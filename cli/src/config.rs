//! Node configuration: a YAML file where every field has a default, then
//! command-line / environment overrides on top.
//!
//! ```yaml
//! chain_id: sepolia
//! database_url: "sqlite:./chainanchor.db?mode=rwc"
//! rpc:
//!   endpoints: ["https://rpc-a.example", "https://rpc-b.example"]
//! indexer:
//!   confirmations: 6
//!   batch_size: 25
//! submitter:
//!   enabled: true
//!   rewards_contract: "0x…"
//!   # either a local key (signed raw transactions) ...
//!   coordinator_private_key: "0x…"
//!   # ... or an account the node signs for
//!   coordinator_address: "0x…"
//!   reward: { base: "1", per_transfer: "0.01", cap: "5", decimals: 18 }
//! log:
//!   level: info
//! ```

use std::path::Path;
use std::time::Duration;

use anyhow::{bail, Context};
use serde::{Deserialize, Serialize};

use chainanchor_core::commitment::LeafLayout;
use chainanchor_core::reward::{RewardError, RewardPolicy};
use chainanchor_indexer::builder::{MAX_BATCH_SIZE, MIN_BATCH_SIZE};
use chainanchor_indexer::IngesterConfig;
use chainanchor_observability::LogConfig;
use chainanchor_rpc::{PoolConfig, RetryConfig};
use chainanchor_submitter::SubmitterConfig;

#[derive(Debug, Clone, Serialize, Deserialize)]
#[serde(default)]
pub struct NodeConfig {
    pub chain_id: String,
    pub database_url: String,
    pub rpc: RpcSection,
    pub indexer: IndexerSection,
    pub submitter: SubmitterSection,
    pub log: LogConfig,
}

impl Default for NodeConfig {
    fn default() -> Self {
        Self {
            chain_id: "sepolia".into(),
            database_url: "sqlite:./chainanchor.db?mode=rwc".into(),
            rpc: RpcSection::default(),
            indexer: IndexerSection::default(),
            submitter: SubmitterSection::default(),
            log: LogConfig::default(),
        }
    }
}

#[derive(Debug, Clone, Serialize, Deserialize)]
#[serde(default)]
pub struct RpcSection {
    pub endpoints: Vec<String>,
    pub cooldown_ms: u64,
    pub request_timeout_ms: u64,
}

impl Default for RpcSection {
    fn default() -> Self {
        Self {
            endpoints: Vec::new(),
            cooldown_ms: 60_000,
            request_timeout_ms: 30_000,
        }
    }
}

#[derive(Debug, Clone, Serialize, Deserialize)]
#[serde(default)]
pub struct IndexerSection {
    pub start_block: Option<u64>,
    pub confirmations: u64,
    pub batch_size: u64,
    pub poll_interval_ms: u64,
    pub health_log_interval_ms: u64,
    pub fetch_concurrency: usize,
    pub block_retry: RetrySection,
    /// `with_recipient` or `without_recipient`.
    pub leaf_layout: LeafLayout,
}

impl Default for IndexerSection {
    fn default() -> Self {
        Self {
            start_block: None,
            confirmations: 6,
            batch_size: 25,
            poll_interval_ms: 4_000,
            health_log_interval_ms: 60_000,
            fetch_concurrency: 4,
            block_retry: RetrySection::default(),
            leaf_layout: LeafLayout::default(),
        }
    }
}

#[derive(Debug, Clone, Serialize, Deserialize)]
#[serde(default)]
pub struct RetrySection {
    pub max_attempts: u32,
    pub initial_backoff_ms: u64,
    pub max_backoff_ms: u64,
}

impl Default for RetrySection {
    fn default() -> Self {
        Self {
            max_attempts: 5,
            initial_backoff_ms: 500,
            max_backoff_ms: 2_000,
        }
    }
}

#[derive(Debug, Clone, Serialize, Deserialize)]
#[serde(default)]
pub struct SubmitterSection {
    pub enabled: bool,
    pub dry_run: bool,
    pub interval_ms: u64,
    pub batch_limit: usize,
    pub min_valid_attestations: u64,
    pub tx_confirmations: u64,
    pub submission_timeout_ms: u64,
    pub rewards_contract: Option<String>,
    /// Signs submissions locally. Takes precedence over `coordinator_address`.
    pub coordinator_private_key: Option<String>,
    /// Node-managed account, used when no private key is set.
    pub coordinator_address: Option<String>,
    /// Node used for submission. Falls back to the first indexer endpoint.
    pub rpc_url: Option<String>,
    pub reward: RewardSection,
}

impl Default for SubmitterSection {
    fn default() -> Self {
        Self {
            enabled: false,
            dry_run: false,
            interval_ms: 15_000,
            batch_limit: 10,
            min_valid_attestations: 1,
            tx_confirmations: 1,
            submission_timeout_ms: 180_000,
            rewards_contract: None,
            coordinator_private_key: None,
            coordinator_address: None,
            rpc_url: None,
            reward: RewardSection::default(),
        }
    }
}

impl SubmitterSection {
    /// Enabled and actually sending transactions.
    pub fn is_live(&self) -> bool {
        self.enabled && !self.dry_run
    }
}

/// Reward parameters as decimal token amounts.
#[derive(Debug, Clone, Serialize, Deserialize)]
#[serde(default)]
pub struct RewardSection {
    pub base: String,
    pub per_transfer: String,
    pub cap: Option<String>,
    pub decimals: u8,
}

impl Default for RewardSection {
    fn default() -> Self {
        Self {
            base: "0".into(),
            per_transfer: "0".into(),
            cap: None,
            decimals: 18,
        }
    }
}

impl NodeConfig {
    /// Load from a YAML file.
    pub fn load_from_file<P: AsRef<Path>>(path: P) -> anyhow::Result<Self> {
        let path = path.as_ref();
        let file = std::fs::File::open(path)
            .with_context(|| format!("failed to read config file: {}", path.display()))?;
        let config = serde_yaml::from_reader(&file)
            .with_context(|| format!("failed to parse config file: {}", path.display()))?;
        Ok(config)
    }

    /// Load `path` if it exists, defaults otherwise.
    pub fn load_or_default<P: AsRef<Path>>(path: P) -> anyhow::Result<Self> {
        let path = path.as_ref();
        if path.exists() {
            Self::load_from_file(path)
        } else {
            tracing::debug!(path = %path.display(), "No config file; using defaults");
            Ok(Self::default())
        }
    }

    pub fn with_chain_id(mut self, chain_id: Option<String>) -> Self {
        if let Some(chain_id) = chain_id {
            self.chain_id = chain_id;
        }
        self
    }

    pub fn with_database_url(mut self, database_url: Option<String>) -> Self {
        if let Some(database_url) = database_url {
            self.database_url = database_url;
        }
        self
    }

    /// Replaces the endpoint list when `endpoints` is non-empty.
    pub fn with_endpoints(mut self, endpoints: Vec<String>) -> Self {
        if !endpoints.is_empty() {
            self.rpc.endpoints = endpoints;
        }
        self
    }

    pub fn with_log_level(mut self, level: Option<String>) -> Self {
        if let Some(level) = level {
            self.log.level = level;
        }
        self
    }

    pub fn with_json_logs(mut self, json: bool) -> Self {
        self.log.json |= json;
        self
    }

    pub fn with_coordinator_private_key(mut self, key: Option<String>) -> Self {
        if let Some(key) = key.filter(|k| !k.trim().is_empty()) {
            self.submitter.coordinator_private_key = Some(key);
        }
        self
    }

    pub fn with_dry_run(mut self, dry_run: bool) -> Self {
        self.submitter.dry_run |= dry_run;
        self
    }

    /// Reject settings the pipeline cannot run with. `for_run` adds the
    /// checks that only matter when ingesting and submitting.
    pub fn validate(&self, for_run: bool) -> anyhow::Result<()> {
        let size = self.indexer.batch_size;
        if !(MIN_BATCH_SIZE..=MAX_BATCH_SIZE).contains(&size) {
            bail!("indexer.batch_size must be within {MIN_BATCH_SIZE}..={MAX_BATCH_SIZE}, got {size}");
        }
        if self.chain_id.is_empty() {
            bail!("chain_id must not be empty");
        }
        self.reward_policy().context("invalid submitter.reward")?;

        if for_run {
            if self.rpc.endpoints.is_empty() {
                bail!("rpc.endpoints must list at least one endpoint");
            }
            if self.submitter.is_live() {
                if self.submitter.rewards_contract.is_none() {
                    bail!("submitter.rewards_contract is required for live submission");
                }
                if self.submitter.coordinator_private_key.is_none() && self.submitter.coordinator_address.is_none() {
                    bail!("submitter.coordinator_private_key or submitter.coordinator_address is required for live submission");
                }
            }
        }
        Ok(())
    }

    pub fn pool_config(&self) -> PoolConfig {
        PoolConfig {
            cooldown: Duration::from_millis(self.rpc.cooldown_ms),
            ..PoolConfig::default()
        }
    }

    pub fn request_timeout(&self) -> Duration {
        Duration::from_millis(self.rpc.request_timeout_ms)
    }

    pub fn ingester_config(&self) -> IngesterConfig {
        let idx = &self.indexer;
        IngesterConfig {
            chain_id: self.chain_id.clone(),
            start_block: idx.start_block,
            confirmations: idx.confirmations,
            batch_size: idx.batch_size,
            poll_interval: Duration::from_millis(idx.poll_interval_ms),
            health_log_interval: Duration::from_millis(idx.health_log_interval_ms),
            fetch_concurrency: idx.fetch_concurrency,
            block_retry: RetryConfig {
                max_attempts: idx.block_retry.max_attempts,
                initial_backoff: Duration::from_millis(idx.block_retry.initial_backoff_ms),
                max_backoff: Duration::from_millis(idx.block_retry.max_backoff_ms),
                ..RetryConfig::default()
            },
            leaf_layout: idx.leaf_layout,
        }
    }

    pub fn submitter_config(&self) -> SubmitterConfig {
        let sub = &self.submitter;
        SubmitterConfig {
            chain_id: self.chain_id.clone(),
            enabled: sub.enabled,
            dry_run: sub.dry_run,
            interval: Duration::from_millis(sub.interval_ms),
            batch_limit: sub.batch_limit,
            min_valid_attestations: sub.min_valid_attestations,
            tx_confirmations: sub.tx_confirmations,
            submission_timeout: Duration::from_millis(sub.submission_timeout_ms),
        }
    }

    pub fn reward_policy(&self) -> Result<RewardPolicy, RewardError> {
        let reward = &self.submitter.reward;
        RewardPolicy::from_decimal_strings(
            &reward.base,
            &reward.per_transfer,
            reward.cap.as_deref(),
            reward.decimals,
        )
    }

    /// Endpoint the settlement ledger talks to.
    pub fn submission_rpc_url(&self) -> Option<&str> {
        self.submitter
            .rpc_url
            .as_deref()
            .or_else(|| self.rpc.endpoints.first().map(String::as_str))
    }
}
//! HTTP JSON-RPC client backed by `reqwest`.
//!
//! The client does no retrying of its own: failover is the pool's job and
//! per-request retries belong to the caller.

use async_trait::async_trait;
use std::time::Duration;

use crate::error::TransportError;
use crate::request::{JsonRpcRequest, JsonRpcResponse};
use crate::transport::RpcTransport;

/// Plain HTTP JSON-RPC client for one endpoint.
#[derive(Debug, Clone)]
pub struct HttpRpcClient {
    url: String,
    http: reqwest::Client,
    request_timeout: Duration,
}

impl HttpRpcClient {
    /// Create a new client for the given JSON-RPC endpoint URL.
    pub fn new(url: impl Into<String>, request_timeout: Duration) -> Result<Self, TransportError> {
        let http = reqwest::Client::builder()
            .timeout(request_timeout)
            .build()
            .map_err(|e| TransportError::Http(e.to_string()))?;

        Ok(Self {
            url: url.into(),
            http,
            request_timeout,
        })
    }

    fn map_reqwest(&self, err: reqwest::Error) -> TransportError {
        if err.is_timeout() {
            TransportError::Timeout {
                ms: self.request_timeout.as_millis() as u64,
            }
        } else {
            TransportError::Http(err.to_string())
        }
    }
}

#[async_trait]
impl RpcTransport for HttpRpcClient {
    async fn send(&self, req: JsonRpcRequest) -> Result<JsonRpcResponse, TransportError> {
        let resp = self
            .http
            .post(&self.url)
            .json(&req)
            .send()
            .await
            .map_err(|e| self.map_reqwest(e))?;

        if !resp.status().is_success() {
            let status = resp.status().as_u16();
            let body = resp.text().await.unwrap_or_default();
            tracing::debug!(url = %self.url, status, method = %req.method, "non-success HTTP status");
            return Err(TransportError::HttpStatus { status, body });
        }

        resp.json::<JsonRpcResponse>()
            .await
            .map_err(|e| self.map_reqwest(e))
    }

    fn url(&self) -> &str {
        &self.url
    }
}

# Exercise instructions
Pull every line containing the word "tracing" out of the material.

# Exercise answer
            tracing::debug!(path = %path.display(), "No config file; using defaults");
            tracing::debug!(url = %self.url, status, method = %req.method, "non-success HTTP status");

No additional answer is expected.